Over the Blackwater by Sandhurst, and along the flats of Hartford Bridge, where the old furze-grown ruts show the track-way to this day. Down into the clayland forests of the Andredsweald, and up out of them again at Basing, on to the clean crisp chalk turf; to strike at Popham Lane the Roman road from Silchester, and hold it over the high downs, till they saw far below them the royal city of Winchester.

Itchen, silver as they looked on her from above, but when they came down to her, so clear that none could see where water ended and where air began, hurried through the city in many a stream. Beyond it rose the “White Camp,”’ the “Venta Belgarum,” the circular earthwork of white chalk on the high down. Within the city rose the ancient minster church, built by Ethelwold,—ancient even then,—where slept the ancient kings; Kennulf, Egbert, and Ethelwulf the Saxons; and by them the Danes, Canute the Great, and Hardicanute his son, and Norman Emma his wife, and Ethelred’s before him; and the great Earl Godwin, who seemed to Hereward to have died, not twenty, but two hundred years ago;—and it may be an old Saxon hall upon the little isle whither Edgar had bidden bring the heads of all the wolves in Wessex, where afterwards the bishops built Wolvesey Palace. But nearer to them, on the down which sloped up to the west, stood an uglier thing, which they saw with curses deep and loud,—the keep of the new Norman castle by the west gate.
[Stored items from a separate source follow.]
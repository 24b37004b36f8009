use crate::constants::{self, env_vars};
use crate::error::AppError;
use crate::phase::{PhaseEndpoints, PhaseTable};
use serde::{Deserialize, Serialize};
use std::collections::BTreeMap;
use std::path::Path;
use tokio::fs;
use tokio::io::AsyncWriteExt;

pub mod paths;
pub mod validation;

use paths::{get_config_path, get_log_dir_path};
use validation::validate_config;

/// Configuration for the orchestrator service.
#[derive(Debug, Serialize, Deserialize, Clone, PartialEq)]
pub struct Config {
    /// Address the admin HTTP server binds to.
    #[serde(default = "default_bind_address")]
    pub bind_address: String,
    /// Base URL of the per-entity refreshers, e.g. `https://sync.example.com/api/admin/refresh`.
    #[serde(default)]
    pub refresh_base_url: String,
    /// Base URL of the PostgREST store.
    #[serde(default)]
    pub store_url: String,
    #[serde(default)]
    pub store_api_key: String,
    /// Shared admin secret accepted in the admin API key header.
    #[serde(default, skip_serializing_if = "Option::is_none")]
    pub admin_api_key: Option<String>,
    /// Session cookie values trusted as admin sessions.
    #[serde(default, skip_serializing_if = "Vec::is_empty")]
    pub admin_session_tokens: Vec<String>,
    /// Path to the log file. If not specified, logs will be written to a default location.
    #[serde(default, skip_serializing_if = "Option::is_none")]
    pub log_file_path: Option<String>,
    /// HTTP timeout in seconds for store and refresh calls.
    #[serde(default = "default_http_timeout")]
    pub http_timeout_seconds: u64,
    #[serde(default = "default_auth_max_attempts")]
    pub auth_max_attempts: u32,
    #[serde(default = "default_auth_window")]
    pub auth_window_seconds: u64,
    /// Replacement phase table keyed by phase name; the built-in table is used when absent.
    #[serde(default, skip_serializing_if = "Option::is_none")]
    pub phases: Option<BTreeMap<String, PhaseEndpoints>>,
}

fn default_bind_address() -> String {
    constants::DEFAULT_BIND_ADDRESS.to_string()
}

/// Default HTTP timeout in seconds
fn default_http_timeout() -> u64 {
    constants::DEFAULT_HTTP_TIMEOUT_SECONDS
}

fn default_auth_max_attempts() -> u32 {
    constants::auth::MAX_ATTEMPTS
}

fn default_auth_window() -> u64 {
    constants::auth::WINDOW_SECONDS
}

impl Default for Config {
    fn default() -> Self {
        Config {
            bind_address: default_bind_address(),
            refresh_base_url: String::new(),
            store_url: String::new(),
            store_api_key: String::new(),
            admin_api_key: None,
            admin_session_tokens: Vec::new(),
            log_file_path: None,
            http_timeout_seconds: default_http_timeout(),
            auth_max_attempts: default_auth_max_attempts(),
            auth_window_seconds: default_auth_window(),
            phases: None,
        }
    }
}

/// Masks a secret for display, keeping only its first characters.
fn mask(secret: &str) -> String {
    if secret.is_empty() {
        return "(not set)".to_string();
    }
    let visible: String = secret.chars().take(4).collect();
    format!("{visible}****")
}

impl Config {
    /// Loads configuration from the default config file location, falling back to
    /// defaults when no file exists. Environment variables override file values.
    ///
    /// # Environment Variables
    /// - `MATCHDAY_BIND_ADDRESS` - Override bind address
    /// - `MATCHDAY_REFRESH_BASE_URL` - Override refresher base URL
    /// - `MATCHDAY_STORE_URL` / `MATCHDAY_STORE_API_KEY` - Override store access
    /// - `MATCHDAY_ADMIN_API_KEY` - Override admin API key
    /// - `MATCHDAY_LOG_FILE` - Override log file path
    /// - `MATCHDAY_HTTP_TIMEOUT` - Override HTTP timeout in seconds
    pub async fn load() -> Result<Self, AppError> {
        let config_path = get_config_path();

        let mut config = Self::load_or_default(&config_path).await?;
        config.apply_env_overrides();
        config.validate()?;

        Ok(config)
    }

    /// Applies `MATCHDAY_*` environment overrides on top of the current values.
    pub fn apply_env_overrides(&mut self) {
        let var = |name: &str| std::env::var(name).ok().filter(|v| !v.trim().is_empty());

        if let Some(bind_address) = var(env_vars::BIND_ADDRESS) {
            self.bind_address = bind_address;
        }
        if let Some(url) = var(env_vars::REFRESH_BASE_URL) {
            self.refresh_base_url = url;
        }
        if let Some(url) = var(env_vars::STORE_URL) {
            self.store_url = url;
        }
        if let Some(key) = var(env_vars::STORE_API_KEY) {
            self.store_api_key = key;
        }
        if let Some(key) = var(env_vars::ADMIN_API_KEY) {
            self.admin_api_key = Some(key);
        }
        if let Some(log_file_path) = var(env_vars::LOG_FILE) {
            self.log_file_path = Some(log_file_path);
        }
        if let Some(timeout) = var(env_vars::HTTP_TIMEOUT).and_then(|s| s.parse::<u64>().ok()) {
            self.http_timeout_seconds = timeout;
        }
    }

    pub fn validate(&self) -> Result<(), AppError> {
        validate_config(self)?;
        self.phase_table().map(|_| ())
    }

    /// The configured phase table, or the built-in one.
    pub fn phase_table(&self) -> Result<PhaseTable, AppError> {
        match &self.phases {
            Some(entries) => PhaseTable::from_named(entries.clone()),
            None => Ok(PhaseTable::default()),
        }
    }

    pub fn get_config_path() -> String {
        paths::get_config_path()
    }

    pub fn get_log_dir_path() -> String {
        paths::get_log_dir_path()
    }

    /// Label/value pairs for `--list-config`, secrets masked.
    pub fn summary_lines(&self, log_dir: &str) -> Vec<(&'static str, String)> {
        let phases = if self.phases.is_some() {
            "custom"
        } else {
            "built-in"
        };
        vec![
            ("bind", self.bind_address.clone()),
            ("refreshers", self.refresh_base_url.clone()),
            (
                "store",
                format!("{} (key {})", self.store_url, mask(&self.store_api_key)),
            ),
            (
                "admin key",
                mask(self.admin_api_key.as_deref().unwrap_or_default()),
            ),
            ("sessions", self.admin_session_tokens.len().to_string()),
            (
                "lockout",
                format!(
                    "{} failures / {}s",
                    self.auth_max_attempts, self.auth_window_seconds
                ),
            ),
            ("http timeout", format!("{}s", self.http_timeout_seconds)),
            ("phase table", phases.to_string()),
            (
                "log file",
                self.log_file_path
                    .clone()
                    .unwrap_or_else(|| format!("{log_dir}/matchday_sync.log")),
            ),
        ]
    }

    /// Displays current configuration settings to stdout, with secrets masked.
    pub async fn display() -> Result<(), AppError> {
        let config_path = get_config_path();
        let mut config = if Path::new(&config_path).exists() {
            Self::load_from_path(&config_path).await?
        } else {
            println!("(no file at {config_path}, showing defaults)");
            Config::default()
        };
        config.apply_env_overrides();

        println!("matchday_sync configuration ({config_path})");
        let log_dir = get_log_dir_path();
        for (label, value) in config.summary_lines(&log_dir) {
            println!("  {label:<16} {value}");
        }

        Ok(())
    }

    /// Saves configuration to a custom file path, creating the parent directory if needed.
    ///
    /// # Errors
    /// * `AppError::Config` - If the provided path has no parent directory
    /// * `AppError::Io` - If there's an I/O error creating directories or writing the file
    /// * `AppError::TomlSerialize` - If there's an error serializing the configuration
    pub async fn save_to_path(&self, path: &str) -> Result<(), AppError> {
        let config_dir = Path::new(path).parent().ok_or_else(|| {
            AppError::config_error(format!("Path '{path}' has no parent directory"))
        })?;

        if !config_dir.exists() {
            fs::create_dir_all(config_dir).await?;
        }
        let mut normalized = self.clone();
        normalized.refresh_base_url = self.refresh_base_url.trim_end_matches('/').to_string();
        normalized.store_url = self.store_url.trim_end_matches('/').to_string();

        let content = toml::to_string_pretty(&normalized)?;
        let mut file = fs::File::create(path).await?;
        file.write_all(content.as_bytes()).await?;
        file.flush().await?;
        Ok(())
    }

    /// Loads configuration from a custom file path without environment overrides.
    pub async fn load_from_path(path: &str) -> Result<Self, AppError> {
        let content = fs::read_to_string(path).await?;
        let config: Config = toml::from_str(&content)?;
        Ok(config)
    }

    /// Like [`Config::load_from_path`], but a missing file yields the defaults.
    /// An unreadable or malformed file is still an error.
    pub async fn load_or_default(path: &str) -> Result<Self, AppError> {
        if Path::new(path).exists() {
            Self::load_from_path(path).await
        } else {
            Ok(Config::default())
        }
    }
}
Hereward halted his knights upon the down outside the northern gate. Then he rode forward himself. The gate was open wide; but he did not care to go in.
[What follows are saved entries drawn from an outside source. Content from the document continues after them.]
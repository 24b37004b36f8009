use super::Config;
use crate::error::AppError;
use std::net::SocketAddr;
use std::path::Path;

fn validate_url(field: &str, value: &str) -> Result<(), AppError> {
    if value.trim().is_empty() {
        return Err(AppError::config_error(format!("{field} cannot be empty")));
    }
    if !value.starts_with("http://") && !value.starts_with("https://") {
        return Err(AppError::config_error(format!(
            "{field} must start with http:// or https://, got '{value}'"
        )));
    }
    reqwest::Url::parse(value)
        .map(|_| ())
        .map_err(|e| AppError::config_error(format!("{field} is not a valid URL: {e}")))
}

/// Validates the configuration settings
///
/// # Validation Rules
/// - Refresh base URL and store URL must be absolute http(s) URLs
/// - Bind address must be a socket address (`host:port`)
/// - HTTP timeout and failed-attempt limits must be positive
/// - If log file path is provided, it cannot be empty
/// - Log file path parent directory must exist or be creatable
pub fn validate_config(config: &Config) -> Result<(), AppError> {
    validate_url("refresh_base_url", &config.refresh_base_url)?;
    validate_url("store_url", &config.store_url)?;

    config.bind_address.parse::<SocketAddr>().map_err(|e| {
        AppError::config_error(format!(
            "bind_address '{}' is not a valid socket address: {e}",
            config.bind_address
        ))
    })?;

    if config.http_timeout_seconds == 0 {
        return Err(AppError::config_error(
            "http_timeout_seconds must be greater than zero",
        ));
    }
    if config.auth_max_attempts == 0 || config.auth_window_seconds == 0 {
        return Err(AppError::config_error(
            "auth_max_attempts and auth_window_seconds must be greater than zero",
        ));
    }

    if let Some(log_path) = &config.log_file_path {
        if log_path.is_empty() {
            return Err(AppError::config_error("Log file path cannot be empty"));
        }

        if let Some(parent) = Path::new(log_path).parent()
            && !parent.as_os_str().is_empty()
            && !parent.exists()
        {
            std::fs::create_dir_all(parent).map_err(|e| {
                AppError::config_error(format!(
                    "Cannot create log directory '{}': {}",
                    parent.display(),
                    e
                ))
            })?;
        }
    }

    Ok(())
}

#[cfg(test)]
mod tests {
    use super::*;

    fn valid() -> Config {
        Config {
            refresh_base_url: "http://localhost:3000/api/admin/refresh".to_string(),
            store_url: "https://db.example.com".to_string(),
            ..Config::default()
        }
    }

    #[test]
    fn test_valid_config() {
        assert!(validate_config(&valid()).is_ok());
    }

    #[test]
    fn test_missing_urls() {
        let err = validate_config(&Config::default()).unwrap_err();
        assert!(err.to_string().contains("refresh_base_url cannot be empty"));

        let config = Config {
            store_url: "db.example.com".to_string(),
            ..valid()
        };
        assert!(validate_config(&config).unwrap_err().to_string().contains("store_url"));
    }

    #[test]
    fn test_invalid_bind_address() {
        let config = Config {
            bind_address: "localhost".to_string(),
            ..valid()
        };
        assert!(matches!(validate_config(&config), Err(AppError::Config(_))));
    }

    #[test]
    fn test_zero_limits_rejected() {
        let config = Config {
            http_timeout_seconds: 0,
            ..valid()
        };
        assert!(validate_config(&config).is_err());

        let config = Config {
            auth_max_attempts: 0,
            ..valid()
        };
        assert!(validate_config(&config).is_err());
    }

    #[test]
    fn test_log_path_directory_is_created() {
        let temp_dir = tempfile::tempdir().unwrap();
        let log_path = temp_dir.path().join("nested").join("sync.log");
        let config = Config {
            log_file_path: Some(log_path.to_string_lossy().to_string()),
            ..valid()
        };
        assert!(validate_config(&config).is_ok());
        assert!(temp_dir.path().join("nested").exists());

        let config = Config {
            log_file_path: Some(String::new()),
            ..valid()
        };
        assert!(validate_config(&config).is_err());
    }
}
So he rode into the gateway, and smote upon that gate with his lance-but. But the porter saw the knights upon the down, and was afraid to come out; for he feared treason.

Then Hereward smote a second time; but the porter did not come out.
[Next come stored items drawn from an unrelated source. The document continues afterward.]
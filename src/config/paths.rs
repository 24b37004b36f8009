use std::path::{Path, PathBuf};

const APP_DIR: &str = "matchday_sync";

fn app_dir() -> PathBuf {
    dirs::config_dir()
        .unwrap_or_else(|| Path::new(".").to_path_buf())
        .join(APP_DIR)
}

/// Returns the platform-specific path for the config file
/// (e.g. `~/.config/matchday_sync/config.toml` on Linux).
///
/// Falls back to the current directory if the config directory is unavailable.
pub fn get_config_path() -> String {
    app_dir().join("config.toml").to_string_lossy().to_string()
}

/// Returns the platform-specific path for the log directory.
pub fn get_log_dir_path() -> String {
    app_dir().join("logs").to_string_lossy().to_string()
}
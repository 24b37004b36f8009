use crate::constants::detection::{
    IMMINENT_THRESHOLD_HOURS, WINDOW_FUTURE_DAYS, WINDOW_PAST_DAYS,
};
use crate::models::{Fixture, Phase, SubState};
use chrono::{DateTime, Duration, Utc};
use tracing::debug;

/// Returns the `[now − 3 days, now + 7 days]` detection window.
pub fn window_bounds(now: DateTime<Utc>) -> (DateTime<Utc>, DateTime<Utc>) {
    (
        now - Duration::days(WINDOW_PAST_DAYS),
        now + Duration::days(WINDOW_FUTURE_DAYS),
    )
}

/// Fixtures inside the detection window, ordered by kickoff ascending.
pub fn fixtures_in_window(fixtures: &[Fixture], now: DateTime<Utc>) -> Vec<&Fixture> {
    let (from, to) = window_bounds(now);
    let mut window: Vec<&Fixture> = fixtures
        .iter()
        .filter(|f| f.date >= from && f.date <= to)
        .collect();
    window.sort_by_key(|f| f.date);
    window
}

/// Classifies a league's fixtures into a sub-state.
///
/// Priority: any live fixture, then an upcoming kickoff within the imminent threshold,
/// then a match finished today, then one finished yesterday, then an upcoming kickoff
/// later today or tomorrow. Returns `None` when nothing in the window qualifies.
///
/// # Arguments
/// * `fixtures` - The league's fixtures in any order; rows outside the window are ignored
/// * `now` - Reference time for the window and day comparisons (UTC calendar days)
pub fn detect_sub_state(fixtures: &[Fixture], now: DateTime<Utc>) -> Option<SubState> {
    let window = fixtures_in_window(fixtures, now);
    if window.is_empty() {
        return None;
    }

    if let Some(live) = window.iter().find(|f| f.status.is_live()) {
        debug!(
            "Fixture {} is live ({}), league is live",
            live.api_id,
            live.status.code()
        );
        return Some(SubState::Live);
    }

    let today = now.date_naive();
    let yesterday = today.pred_opt();
    let tomorrow = today.succ_opt();

    let next_upcoming = window
        .iter()
        .find(|f| f.status.is_not_started() && f.date > now);

    if let Some(next) = next_upcoming
        && next.date - now <= Duration::hours(IMMINENT_THRESHOLD_HOURS)
    {
        debug!("Fixture {} kicks off at {}, imminent", next.api_id, next.date);
        return Some(SubState::Imminent);
    }

    let finished_on = |day| {
        window
            .iter()
            .any(|f| f.status.is_finished() && Some(f.date.date_naive()) == day)
    };

    if finished_on(Some(today)) {
        return Some(SubState::PostMatch);
    }
    if finished_on(yesterday) {
        return Some(SubState::DayAfter);
    }

    match next_upcoming.map(|f| f.date.date_naive()) {
        Some(day) if day == today => Some(SubState::MatchdayMorning),
        Some(day) if Some(day) == tomorrow => Some(SubState::DayBefore),
        _ => None,
    }
}

/// Detects the orchestratable phase. Total over its input: an empty window or one
/// with nothing close enough to matter resolves to [`Phase::PreMatch`].
pub fn detect_phase(fixtures: &[Fixture], now: DateTime<Utc>) -> Phase {
    detect_sub_state(fixtures, now)
        .map(|state| state.phase())
        .unwrap_or(Phase::PreMatch)
}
Then he took the lance by the shaft, and smote a third time. And he smote so hard, that the lance-but flew to flinders against Winchester Gate.

And at that started out two knights, who had come down from the castle, seeing the meinie on the down, and asked,—

“Who art thou who knockest here so bold?”

“Who I am any man can see by those splinters, if he knows what men are left in England this day.”

The knights looked at the broken wood, and then at each other. Who could the man be who could beat an ash stave to flinders at a single blow?

“You are young, and do not know me; and no shame to you. Go and tell William the King, that Hereward is come to put his hands between the King’s, and be the King’s man henceforth.”

“You are Hereward?” asked one, half awed, half disbelieving at Hereward’s short stature.

“You are—I know not who. Pick up those splinters, and take them to King William; and say, ‘The man who broke that lance against the gate is here to make his peace with thee,’ and he will know who I am.”

And so cowed were these two knights with Hereward’s royal voice, and royal eye, and royal strength, that they went simply, and did what he bade them.

And when King William saw the splinters, he was as joyful as man could be, and said,—

“Send him to me, and tell him, Bright shines the sun to me that lights Hereward into Winchester.”

“But, Lord King, he has with him a meinie of full forty knights.”

“So much the better. I shall have the more valiant Englishmen to help my valiant French.”

So Hereward rode round, outside the walls, to William’s new entrenched palace, outside the west gate, by the castle.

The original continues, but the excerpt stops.